When the Child & Family Foundation first started cooperating with Amina Zwindila Foundation School in 2011, 79 students were enrolled. By 2019, 300 students from Jos and surroundings received a solid education here.
Sustained and long-term commitment to education
At the beginning of our cooperation, we supported the Amina Zwindila School in meeting the running costs of the school operations, such as costs for teachers, food, electricity, water and educational material. In the following years, the school project was gradually expanded.
There were missing education materials replaced, furniture renewed and expanded, new teachers set up, and a small feeding program for the nursery school children installed.
What started as a small project a visionary grew to a solid school program on its way to an independent school administration.
Property creates a clear perspective for the future
In April 2016, when we received a generous donation that enabled it to purchase the entire plot of land and the building for the Amina Zwindila Foundation School in Jos, the relief felt by the school's founder Amina Zwindila was immense.

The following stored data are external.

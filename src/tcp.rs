//! Stream transfers over TCP
//!
//! The client sends the byte count as a newline-terminated decimal token; the
//! server answers with exactly that many bytes in fixed-size chunks and closes.

use std::net::SocketAddr;
use std::time::{Duration, Instant};
use tokio::io::{AsyncBufRead, AsyncBufReadExt, AsyncReadExt, AsyncWriteExt, BufReader};
use tokio::net::TcpStream;
use tokio::sync::watch;
use tracing::{debug, warn};

use crate::discover::Endpoint;
use crate::net;
use crate::protocol::{self, DEFAULT_CHUNK_SIZE, MAX_SIZE_TOKEN_LEN};
use crate::shutdown::cancelled;
use crate::stats::StatisticsRecord;

const RECV_BUFFER_SIZE: usize = 128 * 1024;
const DEFAULT_CONNECT_TIMEOUT: Duration = Duration::from_secs(5);

#[derive(Debug, Clone)]
pub struct TcpConfig {
    /// Bytes per write on the serving side
    pub chunk_size: usize,
    pub nodelay: bool,
    pub connect_timeout: Duration,
}

impl Default for TcpConfig {
    fn default() -> Self {
        Self {
            chunk_size: DEFAULT_CHUNK_SIZE,
            nodelay: false,
            connect_timeout: DEFAULT_CONNECT_TIMEOUT,
        }
    }
}

pub fn configure_stream(stream: &TcpStream, config: &TcpConfig) -> std::io::Result<()> {
    stream.set_nodelay(config.nodelay)
}

/// What the serving side pushed for one request
#[derive(Debug, Clone, Copy, PartialEq, Eq)]
pub struct StreamSendStats {
    pub requested: u64,
    pub bytes_sent: u64,
    pub chunks: u64,
}

/// Read the size token, refusing lines longer than `MAX_SIZE_TOKEN_LEN`.
/// A token cut short by EOF is returned as-is.
async fn read_size_line<R>(reader: &mut R, buf: &mut String) -> anyhow::Result<usize>
where
    R: AsyncBufRead + Unpin,
{
    buf.clear();
    let mut total = 0;
    loop {
        let bytes = reader.fill_buf().await?;
        if bytes.is_empty() {
            return Ok(total);
        }

        if let Some(newline_pos) = bytes.iter().position(|&b| b == b'\n') {
            let to_read = newline_pos + 1;
            if total + to_read > MAX_SIZE_TOKEN_LEN {
                return Err(anyhow::anyhow!("Size token exceeds maximum length"));
            }
            buf.push_str(std::str::from_utf8(&bytes[..to_read])?);
            reader.consume(to_read);
            return Ok(total + to_read);
        }

        let len = bytes.len();
        if total + len > MAX_SIZE_TOKEN_LEN {
            return Err(anyhow::anyhow!("Size token exceeds maximum length"));
        }
        buf.push_str(std::str::from_utf8(bytes)?);
        reader.consume(len);
        total += len;
    }
}

/// Serve one accepted connection: read the requested size, write that many
/// bytes, close. A bad size token closes the connection without writing.
///
/// Every read and write races `cancel`, so a peer that never sends its token
/// or stops reading cannot hold the worker past shutdown.
pub async fn serve_stream(
    stream: TcpStream,
    peer: SocketAddr,
    config: &TcpConfig,
    mut cancel: watch::Receiver<bool>,
) -> anyhow::Result<StreamSendStats> {
    configure_stream(&stream, config)?;

    let (reader, mut writer) = stream.into_split();
    let mut reader = BufReader::new(reader);
    let mut line = String::new();
    tokio::select! {
        result = read_size_line(&mut reader, &mut line) => { result?; }
        _ = cancelled(&mut cancel) => {
            debug!("Stream request from {} cancelled before size token", peer);
            return Ok(StreamSendStats {
                requested: 0,
                bytes_sent: 0,
                chunks: 0,
            });
        }
    }
    let requested = protocol::parse_size_token(&line)?;
    debug!("Stream request from {}: {} bytes", peer, requested);

    let chunk = vec![0u8; config.chunk_size.max(1)];
    let mut stats = StreamSendStats {
        requested,
        bytes_sent: 0,
        chunks: 0,
    };

    while stats.bytes_sent < requested {
        let len = (requested - stats.bytes_sent).min(chunk.len() as u64) as usize;
        tokio::select! {
            result = writer.write_all(&chunk[..len]) => result?,
            _ = cancelled(&mut cancel) => {
                debug!(
                    "Stream send to {} cancelled after {} bytes",
                    peer, stats.bytes_sent
                );
                return Ok(stats);
            }
        }
        stats.bytes_sent += len as u64;
        stats.chunks += 1;
    }

    writer.shutdown().await?;
    debug!(
        "Stream to {} complete: {} bytes in {} chunks",
        peer, stats.bytes_sent, stats.chunks
    );
    Ok(stats)
}

/// Request `size` bytes over a fresh connection and time their arrival.
///
/// An early close by the server is not an error: the record carries the bytes
/// that did arrive and `complete == false`.
pub async fn request_stream_transfer(
    endpoint: &Endpoint,
    size: u64,
    config: &TcpConfig,
    mut cancel: watch::Receiver<bool>,
) -> anyhow::Result<StatisticsRecord> {
    let addr = endpoint.tcp_addr();
    let stream = net::connect_tcp(addr, config.connect_timeout).await?;
    configure_stream(&stream, config)?;
    let (mut reader, mut writer) = stream.into_split();

    let start = Instant::now();
    writer
        .write_all(protocol::encode_size_token(size).as_bytes())
        .await?;

    let mut buffer = vec![0u8; RECV_BUFFER_SIZE];
    let mut received: u64 = 0;
    let mut complete = true;

    while received < size {
        let want = (size - received).min(buffer.len() as u64) as usize;
        tokio::select! {
            result = reader.read(&mut buffer[..want]) => {
                match result {
                    Ok(0) => {
                        debug!("Server {} closed after {} of {} bytes", addr, received, size);
                        complete = false;
                        break;
                    }
                    Ok(n) => {
                        received += n as u64;
                    }
                    Err(e) => {
                        warn!("Receive error from {}: {}", addr, e);
                        complete = false;
                        break;
                    }
                }
            }
            _ = cancelled(&mut cancel) => {
                debug!("Stream receive from {} cancelled", addr);
                complete = false;
                break;
            }
        }
    }

    let elapsed = start.elapsed();
    debug!(
        "Stream transfer from {} finished: {} bytes in {:?}",
        addr, received, elapsed
    );
    Ok(StatisticsRecord::stream(size, received, elapsed, complete))
}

Prior to this, the school's future as a provider of education to around 350 pupils had been more than just uncertain. The previous owner had announced plans to sell the land and property, which meant that the school would have had to halt operations. Thanks to the CFF, the school's future is now safe and Amina's hopes of helping poorer members of society to gain access to a high standard of education have finally been fulfilled.

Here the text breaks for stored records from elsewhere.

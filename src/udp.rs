//! Segmented datagram transfers
//!
//! The server slices the requested byte count into numbered segments and sends
//! them without acknowledgement. The client counts distinct segment indices
//! and infers the end of the transfer from silence, since datagrams carry no
//! end-of-stream marker.

use std::collections::HashSet;
use std::net::SocketAddr;
use std::sync::Arc;
use std::time::{Duration, Instant};
use tokio::net::UdpSocket;
use tokio::sync::watch;
use tracing::{debug, trace, warn};

use crate::discover::Endpoint;
use crate::net;
use crate::protocol::{PAYLOAD_HEADER_LEN, PayloadHeader, Request};
use crate::shutdown::{self, cancelled};
use crate::stats::{SegmentCounts, StatisticsRecord};

/// Largest datagram we expect to receive
const MAX_DATAGRAM_SIZE: usize = 65536;
const DEFAULT_IDLE_WINDOW: Duration = Duration::from_secs(1);
const DEFAULT_RECV_BUFFER: usize = 4 * 1024 * 1024;

#[derive(Debug, Clone)]
pub struct UdpConfig {
    /// Silence after which the receiver considers the transfer over
    pub idle_window: Duration,
    /// Requested SO_RCVBUF for the receiving socket
    pub recv_buffer_size: usize,
}

impl Default for UdpConfig {
    fn default() -> Self {
        Self {
            idle_window: DEFAULT_IDLE_WINDOW,
            recv_buffer_size: DEFAULT_RECV_BUFFER,
        }
    }
}

/// How a byte count is split into segments
#[derive(Debug, Clone, Copy, PartialEq, Eq)]
pub struct SegmentPlan {
    size: u64,
    chunk_size: u64,
    total: u64,
}

impl SegmentPlan {
    pub fn new(size: u64, chunk_size: usize) -> Self {
        let chunk_size = chunk_size.max(1) as u64;
        Self {
            size,
            chunk_size,
            total: size.div_ceil(chunk_size),
        }
    }

    pub fn total_segments(&self) -> u64 {
        self.total
    }

    /// Payload length of segment `index`; only the last one may be short.
    pub fn segment_len(&self, index: u64) -> usize {
        let offset = index.saturating_mul(self.chunk_size);
        self.size.saturating_sub(offset).min(self.chunk_size) as usize
    }
}

#[derive(Debug, Clone, Copy, PartialEq, Eq)]
pub struct UdpSendStats {
    pub segments_sent: u64,
    pub bytes_sent: u64,
}

/// Send every segment of `size` bytes to `peer`, in index order.
pub async fn send_segments(
    socket: Arc<UdpSocket>,
    peer: SocketAddr,
    size: u64,
    chunk_size: usize,
    cancel: watch::Receiver<bool>,
) -> anyhow::Result<UdpSendStats> {
    let plan = SegmentPlan::new(size, chunk_size);
    let mut packet = vec![0u8; PAYLOAD_HEADER_LEN + chunk_size.max(1)];
    let mut stats = UdpSendStats {
        segments_sent: 0,
        bytes_sent: 0,
    };

    debug!(
        "Sending {} bytes to {} as {} segments",
        size,
        peer,
        plan.total_segments()
    );

    for index in 0..plan.total_segments() {
        if shutdown::is_cancelled(&cancel) {
            debug!("Datagram send to {} cancelled", peer);
            break;
        }

        let header = PayloadHeader {
            total_segments: plan.total_segments(),
            segment_index: index,
        };
        header.encode(&mut packet);
        let payload_len = plan.segment_len(index);

        socket
            .send_to(&packet[..PAYLOAD_HEADER_LEN + payload_len], peer)
            .await?;
        stats.segments_sent += 1;
        stats.bytes_sent += payload_len as u64;
    }

    Ok(stats)
}

/// Receiver-side bookkeeping of which segments arrived
#[derive(Debug, Default)]
pub struct SegmentTracker {
    total: Option<u64>,
    seen: HashSet<u64>,
    duplicates: u64,
    foreign: u64,
    bytes: u64,
}

impl SegmentTracker {
    pub fn new() -> Self {
        Self::default()
    }

    /// Record one segment. Returns false for duplicates and for segments whose
    /// total disagrees with the first one seen.
    pub fn record(&mut self, header: &PayloadHeader, payload_len: usize) -> bool {
        let total = *self.total.get_or_insert(header.total_segments);
        if header.total_segments != total || header.segment_index >= total {
            self.foreign += 1;
            return false;
        }
        if !self.seen.insert(header.segment_index) {
            self.duplicates += 1;
            return false;
        }
        self.bytes += payload_len as u64;
        true
    }

    pub fn total_segments(&self) -> Option<u64> {
        self.total
    }

    pub fn received(&self) -> u64 {
        self.seen.len() as u64
    }

    pub fn bytes(&self) -> u64 {
        self.bytes
    }

    /// Segments dropped for disagreeing with the first announced total
    pub fn discarded(&self) -> u64 {
        self.foreign
    }

    pub fn is_complete(&self) -> bool {
        self.total.is_some_and(|total| self.received() >= total)
    }

    pub fn loss_fraction(&self) -> Option<f64> {
        self.total.map(|total| {
            if total == 0 {
                0.0
            } else {
                1.0 - self.received() as f64 / total as f64
            }
        })
    }

    pub fn counts(&self) -> SegmentCounts {
        SegmentCounts {
            total_segments: self.total,
            received: self.received(),
            duplicates: self.duplicates,
            bytes: self.bytes,
        }
    }
}

/// Send one Request and collect the segments that come back.
///
/// Only datagrams from the server's address are counted. Ends when the
/// requested bytes or all announced segments have arrived, or when nothing
/// has been received for `idle_window`. The reported duration
/// runs until the last accepted segment.
pub async fn request_datagram_transfer(
    endpoint: &Endpoint,
    size: u64,
    config: &UdpConfig,
    mut cancel: watch::Receiver<bool>,
) -> anyhow::Result<StatisticsRecord> {
    let remote = endpoint.udp_addr();
    let socket = net::create_udp_socket_for_remote(remote, Some(config.recv_buffer_size)).await?;

    let request = Request {
        requested_size: size,
    }
    .encode();
    let start = Instant::now();
    socket.send_to(&request, remote).await?;

    let mut tracker = SegmentTracker::new();
    let mut last_arrival: Option<Instant> = None;
    let mut buffer = vec![0u8; MAX_DATAGRAM_SIZE];

    while tracker.bytes() < size && !tracker.is_complete() {
        tokio::select! {
            result = tokio::time::timeout(config.idle_window, socket.recv_from(&mut buffer)) => {
                match result {
                    Err(_) => {
                        debug!(
                            "No datagram from {} for {:?}, ending with {} segments",
                            remote,
                            config.idle_window,
                            tracker.received()
                        );
                        break;
                    }
                    Ok(Err(e)) => {
                        warn!("Datagram receive error from {}: {}", remote, e);
                        break;
                    }
                    Ok(Ok((_, from))) if from.ip() != remote.ip() => {
                        trace!("Ignoring datagram from {}, expecting {}", from, remote.ip());
                    }
                    Ok(Ok((n, from))) => match PayloadHeader::decode(&buffer[..n]) {
                        Ok((header, payload)) => {
                            if tracker.record(&header, payload.len()) {
                                last_arrival = Some(Instant::now());
                            }
                        }
                        Err(e) => trace!("Discarding datagram from {}: {}", from, e),
                    },
                }
            }
            _ = cancelled(&mut cancel) => {
                debug!("Datagram receive from {} cancelled", remote);
                break;
            }
        }
    }

    let elapsed = match last_arrival {
        Some(at) => at.duration_since(start),
        None => start.elapsed(),
    };
    debug!(
        "Datagram transfer from {} finished: {}/{:?} segments, {} bytes, {} discarded",
        remote,
        tracker.received(),
        tracker.total_segments(),
        tracker.bytes(),
        tracker.discarded()
    );
    Ok(StatisticsRecord::datagram(size, tracker.counts(), elapsed))
}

Renovation ensures the school’s long-term existence.
However, purchasing the plot and school building wasn't the only thing on the agenda.
To provide the children with the best possible learning environment, the Child & Family Foundation didn't hang around when it came to starting with renovations
Progress raced along so quickly that the building could be officially opened and blessed as early as July 2016.
A well for clean water
As the Amina Zwindila Foundation School was built on the arid Jos Plateau, the school struggled initially with water shortages. Our project partner, the Greenfinity Foundation found a remedy: they hesitate built a solar-powered well directly within the school’s grounds, which runs cost-effective and inexpensive.
Now pupils have drinking water, there are sanitary facilities and there is enough water for keeping the school clean and tidy, which all results in preventing the spread of dangerous diseases resulting from unclean water and thus improve the pupils’ and teachers’ quality of life as a result.
A solar-powered well as a first step towards independence.
The well-construction project perused an additional intention: Water had to be bought in at a high price. The well should provide the Amina Zwindila Foundation School with a way to support itself. The water, that has flowed from the well ever since, is more than enough to supply the school. In fact, the school is even able to sell some of the precious liquid providing an additional source of income.